Critics of campus politics now note that progressives have increasingly sought to police free speech, shouting down speakers they don’t like, and sometimes canceling teachers and students whose views offend one group or another.
Trump is also tapping into the outrage many parents have about the staggering cost of higher education. Why does it now cost so much to send your kids to college? How much of that money goes to ideological, not educational infrastructure? And, most importantly, will my kids learn the critical thinking skills they’ll need to succeed?
Previous generations have grappled with similar issues.
In 1951, William F. Buckley published God & Man at Yale: The Superstitions of “Academic Freedom”. He was 25 years old, having just graduated from Yale a few years earlier.
Buckley complained that his alma mater had abandoned its founding principles, namely Christian values, embracing atheism and collectivism instead. The book was one of the opening salvos in the modern conservative movement.
Buckley nursed a lifelong disdain for tweedy professor types. He famously quipped, “I’d rather be governed by the first 2,000 names in the Boston telephone directory than by the 2,000 members of the faculty of Harvard University.”

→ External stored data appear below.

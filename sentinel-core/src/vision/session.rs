//! The blocking vision session loop.
//!
//! ## Stages (per session)
//!
//! ```text
//! 1. Open the camera            → Device failure ends the session
//! 2. Load face + eye detectors  → ResourceLoad failure ends the session
//! 3. Drain frames until stopped: preprocess → FrameAnalyzer → maybe Panic
//! 4. Close the camera, report Ended
//! ```
//!
//! The loop runs inside `tokio::task::spawn_blocking`; the coordinator owns
//! the `running` flag and flips it to request teardown. Every event carries
//! the arm epoch so the coordinator can discard signals from a session that
//! was already cancelled — a panic decision computed just before a reset
//! must never escalate after it.

use std::sync::{
    atomic::{AtomicBool, Ordering},
    Arc,
};
use std::time::Duration;

use crossbeam_channel::RecvTimeoutError;
use tokio::sync::mpsc;
use tracing::{debug, info, warn};

use crate::error::SentinelError;
use crate::events::EscalationTrigger;

use super::analyzer::{AnalyzerConfig, FrameAnalyzer};
use super::preprocess;
use super::{CameraHandle, DetectorBackendHandle};

/// Poll granularity for the frame feed; bounds how long a stop request can
/// go unnoticed when the camera stalls.
const FRAME_POLL: Duration = Duration::from_millis(50);

/// What a vision session tells the coordinator.
#[derive(Debug)]
pub enum VisionEvent {
    /// Camera open and detectors loaded; frames are being analysed.
    Started,
    /// Session aborted before or during monitoring; all resources released.
    Failed(SentinelError),
    /// A panic streak limit was exceeded (at most once per session).
    Panic(EscalationTrigger),
    /// The loop exited after a stop request or feed disconnect.
    Ended,
}

/// Everything one session run needs, passed as one struct so the
/// `spawn_blocking` closure stays tidy.
pub struct VisionSessionContext {
    pub camera: CameraHandle,
    pub detectors: DetectorBackendHandle,
    pub config: AnalyzerConfig,
    pub running: Arc<AtomicBool>,
    /// Arm epoch this session was started under.
    pub epoch: u64,
    pub events: mpsc::UnboundedSender<(u64, VisionEvent)>,
}

/// Run one vision session to completion. Blocking.
pub fn run(ctx: VisionSessionContext) {
    let epoch = ctx.epoch;
    let send = |event: VisionEvent| {
        let _ = ctx.events.send((epoch, event));
    };

    let feed = match ctx.camera.0.lock().open() {
        Ok(feed) => feed,
        Err(e) => {
            warn!(error = %e, "camera open failed — vision session inactive");
            ctx.running.store(false, Ordering::SeqCst);
            send(VisionEvent::Failed(e));
            return;
        }
    };

    let pair = match ctx.detectors.0.lock().load() {
        Ok(pair) => pair,
        Err(e) => {
            warn!(error = %e, "detector load failed — vision session inactive");
            ctx.camera.0.lock().close();
            ctx.running.store(false, Ordering::SeqCst);
            send(VisionEvent::Failed(e));
            return;
        }
    };

    let mut analyzer = FrameAnalyzer::new(pair, ctx.config);
    send(VisionEvent::Started);
    info!(epoch, "vision session monitoring");

    let mut frames_in = 0usize;
    let mut frames_skipped = 0usize;

    loop {
        if !ctx.running.load(Ordering::Relaxed) {
            break;
        }

        let frame = match feed.recv_timeout(FRAME_POLL) {
            Ok(frame) => frame,
            Err(RecvTimeoutError::Timeout) => continue,
            Err(RecvTimeoutError::Disconnected) => {
                debug!("frame feed disconnected");
                break;
            }
        };

        frames_in += 1;
        let input = preprocess::detector_input(&frame);

        // A stop requested while this frame was in flight wins over any
        // panic decision the frame would have produced.
        if !ctx.running.load(Ordering::Relaxed) {
            break;
        }

        match analyzer.observe(&input) {
            Ok(Some(trigger)) => send(VisionEvent::Panic(trigger)),
            Ok(None) => {}
            Err(e) => {
                frames_skipped += 1;
                warn!(error = %e, "detector fault — frame skipped");
            }
        }
    }

    ctx.camera.0.lock().close();
    send(VisionEvent::Ended);
    info!(
        epoch,
        frames_in,
        frames_skipped,
        closed_eye_frames = analyzer.closed_eye_frames(),
        no_face_frames = analyzer.no_face_frames(),
        "vision session stopped"
    );
}

#[cfg(test)]
mod tests {
    use super::*;
    use crate::vision::stub::{
        DeniedCamera, FailingDetectorBackend, ScriptedDetectorBackend, ScriptedFrameSource,
    };
    use crate::vision::{Frame, Region};

    fn recv_event(
        rx: &mut mpsc::UnboundedReceiver<(u64, VisionEvent)>,
    ) -> Option<(u64, VisionEvent)> {
        let deadline = std::time::Instant::now() + Duration::from_secs(2);
        loop {
            match rx.try_recv() {
                Ok(ev) => return Some(ev),
                Err(mpsc::error::TryRecvError::Empty) => {
                    if std::time::Instant::now() >= deadline {
                        return None;
                    }
                    std::thread::sleep(Duration::from_millis(5));
                }
                Err(mpsc::error::TryRecvError::Disconnected) => return None,
            }
        }
    }

    #[test]
    fn denied_camera_fails_and_clears_running() {
        let (tx, mut rx) = mpsc::unbounded_channel();
        let running = Arc::new(AtomicBool::new(true));

        run(VisionSessionContext {
            camera: CameraHandle::new(DeniedCamera),
            detectors: DetectorBackendHandle::new(ScriptedDetectorBackend::attentive()),
            config: AnalyzerConfig::default(),
            running: Arc::clone(&running),
            epoch: 3,
            events: tx,
        });

        let (epoch, event) = recv_event(&mut rx).expect("failure event");
        assert_eq!(epoch, 3);
        assert!(matches!(event, VisionEvent::Failed(SentinelError::Device(_))));
        assert!(!running.load(Ordering::SeqCst));
        assert!(recv_event(&mut rx).is_none(), "no further events expected");
    }

    #[test]
    fn detector_load_failure_ends_session_like_device_error() {
        let (tx, mut rx) = mpsc::unbounded_channel();
        let running = Arc::new(AtomicBool::new(true));

        run(VisionSessionContext {
            camera: CameraHandle::new(ScriptedFrameSource::new(
                vec![Frame::solid(8, 8, 90, 90, 90)],
                Duration::from_millis(1),
                true,
            )),
            detectors: DetectorBackendHandle::new(FailingDetectorBackend),
            config: AnalyzerConfig::default(),
            running: Arc::clone(&running),
            epoch: 0,
            events: tx,
        });

        let (_, event) = recv_event(&mut rx).expect("failure event");
        assert!(matches!(
            event,
            VisionEvent::Failed(SentinelError::ResourceLoad(_))
        ));
        assert!(!running.load(Ordering::SeqCst));
    }

    #[test]
    fn closed_eye_streak_signals_panic_once_and_keeps_running() {
        let (tx, mut rx) = mpsc::unbounded_channel();
        let running = Arc::new(AtomicBool::new(true));

        let camera = CameraHandle::new(ScriptedFrameSource::new(
            vec![Frame::solid(32, 32, 120, 120, 120)],
            Duration::from_millis(1),
            true,
        ));
        // Face present, eyes never found.
        let detectors = DetectorBackendHandle::new(ScriptedDetectorBackend::new(
            vec![vec![Region::new(4, 4, 16, 16)]],
            vec![vec![]],
        ));

        let ctx = VisionSessionContext {
            camera,
            detectors,
            config: AnalyzerConfig {
                closed_eye_frame_limit: 5,
                no_face_frame_limit: 90,
            },
            running: Arc::clone(&running),
            epoch: 7,
            events: tx,
        };

        let handle = std::thread::spawn(move || run(ctx));

        let (_, started) = recv_event(&mut rx).expect("started event");
        assert!(matches!(started, VisionEvent::Started));

        let (epoch, panic) = recv_event(&mut rx).expect("panic event");
        assert_eq!(epoch, 7);
        assert!(matches!(
            panic,
            VisionEvent::Panic(EscalationTrigger::EyesClosed)
        ));

        // Latched: stopping now should yield Ended with no second panic.
        running.store(false, Ordering::SeqCst);
        handle.join().expect("session thread");

        let (_, last) = recv_event(&mut rx).expect("ended event");
        assert!(matches!(last, VisionEvent::Ended));
        assert!(recv_event(&mut rx).is_none());
    }

    #[test]
    fn stop_request_ends_session_without_panic() {
        let (tx, mut rx) = mpsc::unbounded_channel();
        let running = Arc::new(AtomicBool::new(true));

        let ctx = VisionSessionContext {
            camera: CameraHandle::new(ScriptedFrameSource::new(
                vec![Frame::solid(16, 16, 60, 60, 60)],
                Duration::from_millis(2),
                true,
            )),
            detectors: DetectorBackendHandle::new(ScriptedDetectorBackend::attentive()),
            config: AnalyzerConfig::default(),
            running: Arc::clone(&running),
            epoch: 1,
            events: tx,
        };

        let handle = std::thread::spawn(move || run(ctx));
        let (_, started) = recv_event(&mut rx).expect("started event");
        assert!(matches!(started, VisionEvent::Started));

        running.store(false, Ordering::SeqCst);
        handle.join().expect("session thread");

        let (_, event) = recv_event(&mut rx).expect("ended event");
        assert!(matches!(event, VisionEvent::Ended));
    }
}
impl Runner {
    // ── Event handlers ───────────────────────────────────────────────────

    fn handle_command(&mut self, cmd: Command) {
        match cmd {
            Command::Activity => self.reset(),
            Command::Manual => {
                if self.current_level() == EscalationLevel::Escalated {
                    debug!("manual trigger ignored — already escalated");
                } else {
                    self.escalate(EscalationTrigger::Manual);
                }
            }
            Command::CountdownFired { epoch } => {
                if epoch != self.epoch {
                    debug!(epoch, current = self.epoch, "stale countdown discarded");
                } else if self.current_level() < EscalationLevel::Escalated {
                    self.escalate(EscalationTrigger::SilenceAfterPrompt);
                }
            }
        }
    }

    fn handle_tick(&mut self) {
        if self.current_level() >= EscalationLevel::Escalated {
            return;
        }

        let elapsed = self.activity.elapsed();

        if elapsed >= self.config.vision_after && !self.vision_attempted {
            self.arm_vision();
        }
        // Independent threshold from the same timestamp: a long-idle session
        // reaches both, and arming dictation never tears vision down.
        if elapsed >= self.config.dictation_after && !self.dictation_attempted {
            self.arm_dictation();
        }
    }

    fn handle_vision(&mut self, epoch: u64, event: VisionEvent) {
        if epoch != self.epoch {
            debug!(epoch, current = self.epoch, ?event, "stale vision event discarded");
            return;
        }

        match event {
            VisionEvent::Started => {
                self.set_status(Subsystem::Vision, SubsystemStatus::Monitoring, None);
            }
            VisionEvent::Failed(e) => {
                self.vision = None;
                self.set_status(
                    Subsystem::Vision,
                    SubsystemStatus::Failed,
                    Some(e.to_string()),
                );
            }
            VisionEvent::Panic(trigger) => {
                if self.current_level() < EscalationLevel::Escalated {
                    self.escalate(trigger);
                }
            }
            VisionEvent::Ended => {
                // Expected after an escalation teardown (session already
                // taken); anything else means the feed died under us.
                if self.vision.take().is_some() {
                    self.set_status(
                        Subsystem::Vision,
                        SubsystemStatus::Failed,
                        Some("camera feed ended unexpectedly".into()),
                    );
                }
            }
        }
    }

    fn handle_dictation(&mut self, epoch: u64, event: DictationEvent) {
        let stale = epoch != self.epoch;
        match event {
            // Captured speech is real user input even if the session was
            // torn down while the result was in flight: keep the text,
            // count the activity.
            DictationEvent::Transcript(text) => {
                self.intake.lock().append_notes(&text);
                let seq = self.next_seq();
                self.emit(SentinelEvent::Notes { seq, text });
                self.activity.mark();
                self.reset();
            }
            event if stale => {
                debug!(epoch, current = self.epoch, ?event, "stale dictation event discarded");
            }
            DictationEvent::Started => {
                self.set_status(Subsystem::Dictation, SubsystemStatus::Enabled, None);
            }
            DictationEvent::Unsupported(e) => {
                self.dictation = None;
                self.set_status(
                    Subsystem::Dictation,
                    SubsystemStatus::Unsupported,
                    Some(e.to_string()),
                );
            }
            DictationEvent::Failed(e) => {
                self.dictation = None;
                self.set_status(
                    Subsystem::Dictation,
                    SubsystemStatus::Failed,
                    Some(e.to_string()),
                );
            }
            DictationEvent::Ended => {
                if self.dictation.take().is_some() {
                    self.set_status(
                        Subsystem::Dictation,
                        SubsystemStatus::Failed,
                        Some("recognizer ended unexpectedly".into()),
                    );
                }
            }
        }
    }

    fn handle_dispatch_result(&mut self, result: Result<EmergencyOutcome, SentinelError>) {
        let seq = self.next_seq();
        match result {
            Ok(outcome) => {
                let summary = outcome.summary();
                info!(%summary, "escalation dispatched");
                self.emit(SentinelEvent::Dispatch {
                    seq,
                    delivered: true,
                    summary,
                    at: Utc::now(),
                });
            }
            Err(e) => {
                // Reported, never retried; the level stays Escalated.
                warn!(error = %e, "escalation dispatch failed");
                self.emit(SentinelEvent::Dispatch {
                    seq,
                    delivered: false,
                    summary: format!("dispatch failed: {e}"),
                    at: Utc::now(),
                });
            }
        }
    }

    // ── Transitions ──────────────────────────────────────────────────────

    /// The single reconciliation point: cancel everything, return to Idle.
    fn reset(&mut self) {
        self.epoch += 1;
        self.stop_sessions(SubsystemStatus::Paused, "activity resumed");
        self.cancel_countdown();
        self.vision_attempted = false;
        self.dictation_attempted = false;

        if self.current_level() != EscalationLevel::Idle {
            self.set_level(EscalationLevel::Idle, None);
            info!("activity recorded — escalation reset to idle");
        }
    }

    fn arm_vision(&mut self) {
        self.vision_attempted = true;
        let running = Arc::new(AtomicBool::new(true));
        self.vision = Some(ActiveSession {
            running: Arc::clone(&running),
        });

        let session_ctx = VisionSessionContext {
            camera: self.devices.camera.clone(),
            detectors: self.devices.detectors.clone(),
            config: self.config.analyzer,
            running,
            epoch: self.epoch,
            events: self.vision_tx.clone(),
        };
        tokio::task::spawn_blocking(move || vision_session::run(session_ctx));

        self.raise_level(EscalationLevel::VisionArmed);
        info!(epoch = self.epoch, "vision monitor armed");
    }

    fn arm_dictation(&mut self) {
        self.dictation_attempted = true;
        let running = Arc::new(AtomicBool::new(true));
        self.dictation = Some(ActiveSession {
            running: Arc::clone(&running),
        });

        let session_ctx = DictationSessionContext {
            recognizer: self.devices.recognizer.clone(),
            announcer: self.devices.announcer.clone(),
            running,
            epoch: self.epoch,
            events: self.dictation_tx.clone(),
        };
        tokio::task::spawn_blocking(move || dictation_session::run(session_ctx));

        self.raise_level(EscalationLevel::DictationArmed);
        self.arm_countdown();
        info!(epoch = self.epoch, "dictation fallback armed");
    }

    fn arm_countdown(&mut self) {
        let token = CancellationToken::new();
        self.countdown = Some(token.clone());

        let cmd_tx = self.cmd_tx.clone();
        let epoch = self.epoch;
        let delay = self.config.silence_countdown;
        tokio::spawn(async move {
            tokio::select! {
                _ = token.cancelled() => {}
                _ = tokio::time::sleep(delay) => {
                    let _ = cmd_tx.send(Command::CountdownFired { epoch });
                }
            }
        });
    }

    fn escalate(&mut self, trigger: EscalationTrigger) {
        // Latch: one dispatch per escalation event. Only a fresh activity
        // reset re-arms this.
        if self.current_level() == EscalationLevel::Escalated {
            return;
        }

        warn!(reason = trigger.reason(), "escalating");
        self.stop_sessions(SubsystemStatus::Paused, "escalation fired");
        self.cancel_countdown();
        self.set_level(EscalationLevel::Escalated, Some(trigger.reason().to_string()));

        let request = self.assemble_request(trigger);
        let dispatcher = Arc::clone(&self.devices.dispatcher);
        let result_tx = self.dispatch_tx.clone();
        tokio::task::spawn_blocking(move || {
            let result = dispatcher.dispatch(&request);
            let _ = result_tx.send(result);
        });
    }

    /// Build the payload at the moment of escalation so it carries the
    /// latest vitals, location and contacts.
    fn assemble_request(&self, trigger: EscalationTrigger) -> EmergencyRequest {
        let (vitals, extra_contacts) = {
            let form = self.intake.lock();
            (form.vitals_snapshot(), form.emergency_contacts.clone())
        };
        let contacts = self
            .contacts
            .resolve(extra_contacts.iter().map(String::as_str));
        if contacts.is_empty() {
            warn!("no emergency contacts resolved — dispatch service decides the fallback");
        }
        let point = self.devices.location.current();

        EmergencyRequest {
            reason: trigger.reason().to_string(),
            vitals,
            latitude: point.map(|p| p.latitude),
            longitude: point.map(|p| p.longitude),
            contacts,
        }
    }

    // ── Session / countdown teardown ─────────────────────────────────────

    fn stop_sessions(&mut self, status: SubsystemStatus, detail: &str) {
        if let Some(session) = self.vision.take() {
            drop(session);
            self.set_status(Subsystem::Vision, status, Some(detail.to_string()));
        }
        if let Some(session) = self.dictation.take() {
            drop(session);
            self.set_status(Subsystem::Dictation, status, Some(detail.to_string()));
        }
    }

    fn cancel_countdown(&mut self) {
        if let Some(token) = self.countdown.take() {
            token.cancel();
        }
    }

    // ── State + event plumbing ───────────────────────────────────────────

    fn current_level(&self) -> EscalationLevel {
        *self.level.lock()
    }

    /// Forward-only transition; never lowers the level.
    fn raise_level(&mut self, target: EscalationLevel) {
        if self.current_level() < target {
            self.set_level(target, None);
        }
    }

    fn set_level(&mut self, level: EscalationLevel, reason: Option<String>) {
        *self.level.lock() = level;
        let seq = self.next_seq();
        self.emit(SentinelEvent::Level { seq, level, reason });
    }

    fn set_status(
        &mut self,
        subsystem: Subsystem,
        status: SubsystemStatus,
        detail: Option<String>,
    ) {
        {
            let mut board = self.statuses.lock();
            let board = &mut *board;
            let (slot, slot_detail) = match subsystem {
                Subsystem::Vision => (&mut board.vision, &mut board.vision_detail),
                Subsystem::Dictation => (&mut board.dictation, &mut board.dictation_detail),
            };
            if *slot == status && *slot_detail == detail {
                return;
            }
            *slot = status;
            *slot_detail = detail.clone();
        }

        let seq = self.next_seq();
        self.emit(SentinelEvent::Status {
            seq,
            subsystem,
            status,
            detail,
        });
    }

    fn next_seq(&self) -> u64 {
        self.seq.fetch_add(1, Ordering::Relaxed)
    }

    fn emit(&self, event: SentinelEvent) {
        // A host with no live subscriber is fine; state snapshots remain
        // queryable through the handle.
        let _ = self.events_tx.send(event);
    }
}
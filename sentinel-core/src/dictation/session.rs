//! The blocking dictation session loop.
//!
//! Mirrors the vision session: start the recognizer (capability failures end
//! the session before it ever reports active), announce activation, then
//! forward the final segments of each result event to the coordinator until
//! stopped. Recognizer faults terminate this session only.

use std::sync::{
    atomic::{AtomicBool, Ordering},
    Arc,
};
use std::time::Duration;

use crossbeam_channel::{unbounded, RecvTimeoutError};
use tokio::sync::mpsc;
use tracing::{debug, info, warn};

use crate::error::SentinelError;

use super::{AnnouncerHandle, RecognitionUpdate, RecognizerHandle, SegmentKind};

/// Poll granularity for recognizer updates.
const RESULT_POLL: Duration = Duration::from_millis(50);

/// Spoken when dictation activates.
pub const ACTIVATION_ANNOUNCEMENT: &str =
    "No input has been detected for a while. Voice dictation is now active — \
     anything you say will be added to your intake notes.";

/// What a dictation session tells the coordinator.
#[derive(Debug)]
pub enum DictationEvent {
    /// Recognizer live; activation announced.
    Started,
    /// The runtime offers no recognition capability. Not treated as
    /// activity; the fallback stays disabled.
    Unsupported(SentinelError),
    /// Recognizer fault after start. Terminal for this session only.
    Failed(SentinelError),
    /// Concatenated final transcript text of one result event.
    Transcript(String),
    /// Loop exited after a stop request.
    Ended,
}

pub struct DictationSessionContext {
    pub recognizer: RecognizerHandle,
    pub announcer: AnnouncerHandle,
    pub running: Arc<AtomicBool>,
    /// Arm epoch this session was started under.
    pub epoch: u64,
    pub events: mpsc::UnboundedSender<(u64, DictationEvent)>,
}

/// Run one dictation session to completion. Blocking.
pub fn run(ctx: DictationSessionContext) {
    let epoch = ctx.epoch;
    let send = |event: DictationEvent| {
        let _ = ctx.events.send((epoch, event));
    };

    let (update_tx, update_rx) = unbounded();

    if let Err(e) = ctx.recognizer.0.lock().start(update_tx) {
        ctx.running.store(false, Ordering::SeqCst);
        match e {
            SentinelError::Unsupported(_) => {
                info!(error = %e, "speech recognition unavailable — dictation disabled");
                send(DictationEvent::Unsupported(e));
            }
            other => {
                warn!(error = %other, "recognizer failed to start");
                send(DictationEvent::Failed(other));
            }
        }
        return;
    }

    // Best-effort: a missing synthesizer must not block the fallback.
    ctx.announcer.0.lock().announce(ACTIVATION_ANNOUNCEMENT);
    send(DictationEvent::Started);
    info!(epoch, "dictation session listening");

    loop {
        if !ctx.running.load(Ordering::Relaxed) {
            break;
        }

        match update_rx.recv_timeout(RESULT_POLL) {
            Ok(RecognitionUpdate::Results(segments)) => {
                let text = final_text(&segments);

                // A stop requested while this result was in flight wins.
                if !ctx.running.load(Ordering::Relaxed) {
                    break;
                }
                if !text.is_empty() {
                    debug!(chars = text.len(), "final speech captured");
                    send(DictationEvent::Transcript(text));
                }
            }
            Ok(RecognitionUpdate::Error(message)) => {
                warn!(%message, "recognizer fault — ending dictation session");
                ctx.recognizer.0.lock().stop();
                ctx.running.store(false, Ordering::SeqCst);
                send(DictationEvent::Failed(SentinelError::Recognition(message)));
                return;
            }
            Err(RecvTimeoutError::Timeout) => continue,
            Err(RecvTimeoutError::Disconnected) => {
                debug!("recognizer update feed disconnected");
                break;
            }
        }
    }

    ctx.recognizer.0.lock().stop();
    send(DictationEvent::Ended);
    info!(epoch, "dictation session stopped");
}

/// Concatenate the final (non-interim) segments of one result event.
fn final_text(segments: &[super::TranscriptSegment]) -> String {
    let mut text = String::new();
    for segment in segments {
        if segment.kind != SegmentKind::Final {
            continue;
        }
        let trimmed = segment.text.trim();
        if trimmed.is_empty() {
            continue;
        }
        if !text.is_empty() {
            text.push(' ');
        }
        text.push_str(trimmed);
    }
    text
}

#[cfg(test)]
mod tests {
    use super::*;
    use crate::dictation::stub::{
        RecordingAnnouncer, ScriptedRecognizer, UnsupportedRecognizer,
    };
    use crate::dictation::TranscriptSegment;

    fn recv_event(
        rx: &mut mpsc::UnboundedReceiver<(u64, DictationEvent)>,
    ) -> Option<(u64, DictationEvent)> {
        let deadline = std::time::Instant::now() + Duration::from_secs(2);
        loop {
            match rx.try_recv() {
                Ok(ev) => return Some(ev),
                Err(mpsc::error::TryRecvError::Empty) => {
                    if std::time::Instant::now() >= deadline {
                        return None;
                    }
                    std::thread::sleep(Duration::from_millis(5));
                }
                Err(mpsc::error::TryRecvError::Disconnected) => return None,
            }
        }
    }

    #[test]
    fn final_text_skips_interim_and_blank_segments() {
        let segments = vec![
            TranscriptSegment::interim("chest fee"),
            TranscriptSegment::final_("chest feels tight"),
            TranscriptSegment::final_("   "),
            TranscriptSegment::final_("since morning"),
        ];
        assert_eq!(final_text(&segments), "chest feels tight since morning");
    }

    #[test]
    fn unsupported_recognizer_disables_fallback_without_activity() {
        let (tx, mut rx) = mpsc::unbounded_channel();
        let running = Arc::new(AtomicBool::new(true));
        let announcer = RecordingAnnouncer::default();
        let spoken = announcer.messages();

        run(DictationSessionContext {
            recognizer: RecognizerHandle::new(UnsupportedRecognizer),
            announcer: AnnouncerHandle::new(announcer),
            running: Arc::clone(&running),
            epoch: 2,
            events: tx,
        });

        let (epoch, event) = recv_event(&mut rx).expect("unsupported event");
        assert_eq!(epoch, 2);
        assert!(matches!(event, DictationEvent::Unsupported(_)));
        assert!(!running.load(Ordering::SeqCst));
        // No announcement when the engine never started.
        assert!(spoken.lock().is_empty());
    }

    #[test]
    fn final_results_are_forwarded_after_announcement() {
        let (tx, mut rx) = mpsc::unbounded_channel();
        let running = Arc::new(AtomicBool::new(true));
        let announcer = RecordingAnnouncer::default();
        let spoken = announcer.messages();

        let recognizer = ScriptedRecognizer::new(
            vec![
                RecognitionUpdate::Results(vec![TranscriptSegment::interim("help m")]),
                RecognitionUpdate::Results(vec![TranscriptSegment::final_("help me please")]),
            ],
            Duration::from_millis(5),
        );
        let stops = recognizer.stop_count();

        let ctx = DictationSessionContext {
            recognizer: RecognizerHandle::new(recognizer),
            announcer: AnnouncerHandle::new(announcer),
            running: Arc::clone(&running),
            epoch: 5,
            events: tx,
        };
        let handle = std::thread::spawn(move || run(ctx));

        let (_, started) = recv_event(&mut rx).expect("started event");
        assert!(matches!(started, DictationEvent::Started));
        assert_eq!(spoken.lock().as_slice(), &[ACTIVATION_ANNOUNCEMENT]);

        let (_, transcript) = recv_event(&mut rx).expect("transcript event");
        match transcript {
            DictationEvent::Transcript(text) => assert_eq!(text, "help me please"),
            other => panic!("expected transcript, got {other:?}"),
        }

        running.store(false, Ordering::SeqCst);
        handle.join().expect("session thread");
        let (_, last) = recv_event(&mut rx).expect("ended event");
        assert!(matches!(last, DictationEvent::Ended));
        assert!(stops.load(Ordering::SeqCst) >= 1, "recognizer released");
    }

    #[test]
    fn recognizer_error_terminates_session_only() {
        let (tx, mut rx) = mpsc::unbounded_channel();
        let running = Arc::new(AtomicBool::new(true));

        let recognizer = ScriptedRecognizer::new(
            vec![RecognitionUpdate::Error("audio capture lost".into())],
            Duration::from_millis(5),
        );
        let stops = recognizer.stop_count();

        let ctx = DictationSessionContext {
            recognizer: RecognizerHandle::new(recognizer),
            announcer: AnnouncerHandle::new(crate::dictation::NullAnnouncer),
            running: Arc::clone(&running),
            epoch: 0,
            events: tx,
        };
        let handle = std::thread::spawn(move || run(ctx));
        handle.join().expect("session thread");

        let (_, started) = recv_event(&mut rx).expect("started event");
        assert!(matches!(started, DictationEvent::Started));
        let (_, failed) = recv_event(&mut rx).expect("failed event");
        assert!(matches!(
            failed,
            DictationEvent::Failed(SentinelError::Recognition(_))
        ));
        assert!(!running.load(Ordering::SeqCst));
        assert!(stops.load(Ordering::SeqCst) >= 1);
    }
}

Harvard has long had the reputation of being the Kremlin on the Charles. The crimson cupola of Dunster House does vaguely resemble a Russian onion dome, but it’s actually modeled on Tom Tower at Christ Church, a landmark of the English aristocracy.
Not that Harvard has ever seemed to mind being seen either way.
A 1930 op-ed on campus communism in The Crimson put it this way: “Harvard has her share of reds of all shades from a pinkish tint to a dark blood-red and Harvard is rather fond of them in a very mild sort of way. They add to the variety of the college scene.”
That tolerance of radical views lasted long enough for Fidel Castro to visit Cambridge in April 1959, just a few months after he seized power in Cuba. (During that same trip, Castro also visited Mount Vernon, the home of an American revolutionary general.)
When Castro got to Cambridge, so many people wanted to hear his speech that Harvard ended up hosting it in Soldiers Field football stadium, the only venue big enough to handle the crowd.
But two years later, a Harvard-educated president authorized the Bay of Pigs invasion aimed at overthrowing Castro. The U.S. considered the Cuban dictator a pariah for the rest of his days.
The pendulum can swing fast and land hard.
During the 1960s, campus politics challenged the patience of the powers that be in new and disruptive ways. The civil rights movement inspired student activists like Mario Savio at Berkeley to lead the Free Speech Movement, culminating in a student takeover of Sproul Hall in December 1964.
Outrage over the student protests helped launch Ronald Reagan’s political career. Reagan campaigned for California governor vowing to “clean up the mess at Berkeley.” Reagan built a brand around being the “happy warrior” for such causes, and it carried him all the way to the White House.
By the end of the 1960s, angry protests against the Vietnam War metastasized to college campuses across the country. Student protests helped end Lyndon Johnson’s presidency and eventually were a major factor in bringing an end to an unpopular war.
In New England, Brown University served as the “strike center,” coordinating protest rallies with campuses in Connecticut, Vermont, New Hampshire, Rhode Island and Maine. Students and faculty alike took part in the resistance.
President Nixon, whose decision to invade Cambodia led to an escalation of both the war and the anti-war protests, took care to be publicly respectful of the protesters and their right to express their views within the boundaries of the law.
But in private, he was candid about his dislike for intellectuals and Ivy Leaguers.
Nixon’s secret Oval Office tapes captured him bad-mouthing the Ivy League presidents. “Oh, I won’t let those sons of bitches ever in this White House again,” he’s heard saying. “Never. Never. None of them. They’re finished. The Ivy League schools are finished.”
The Ivy League schools survived Nixon, just as they will probably survive Trump. The next few years will likely bring major challenges on college campuses. But also, quite possibly, some healthy self-examination.
This story was reported by The Public’s Radio.